(Input data begins)

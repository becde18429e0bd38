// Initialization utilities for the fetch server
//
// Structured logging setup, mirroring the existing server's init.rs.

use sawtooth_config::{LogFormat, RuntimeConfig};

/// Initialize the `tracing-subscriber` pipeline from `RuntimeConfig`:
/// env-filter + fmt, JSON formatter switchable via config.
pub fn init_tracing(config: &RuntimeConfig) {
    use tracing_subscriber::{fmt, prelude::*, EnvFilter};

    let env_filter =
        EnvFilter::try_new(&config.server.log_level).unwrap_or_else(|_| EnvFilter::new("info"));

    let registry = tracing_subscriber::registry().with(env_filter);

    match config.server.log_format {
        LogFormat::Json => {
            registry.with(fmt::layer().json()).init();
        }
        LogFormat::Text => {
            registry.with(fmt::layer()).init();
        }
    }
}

(Input data ends)

• _What you are asked to do_: Restate each entry exactly, skipping none.

• _Exercise output_:
repository becde18429e0bd38
// Initialization utilities for the fetch server
//
// Structured logging setup, mirroring the existing server's init.rs.

use sawtooth_config::{LogFormat, RuntimeConfig};

/// Initialize the `tracing-subscriber` pipeline from `RuntimeConfig`:
/// env-filter + fmt, JSON formatter switchable via config.
pub fn init_tracing(config: &RuntimeConfig) {
    use tracing_subscriber::{fmt, prelude::*, EnvFilter};

    let env_filter =
        EnvFilter::try_new(&config.server.log_level).unwrap_or_else(|_| EnvFilter::new("info"));

    let registry = tracing_subscriber::registry().with(env_filter);

    match config.server.log_format {
        LogFormat::Json => {
            registry.with(fmt::layer().json()).init();
        }
        LogFormat::Text => {
            registry.with(fmt::layer()).init();
        }
    }
}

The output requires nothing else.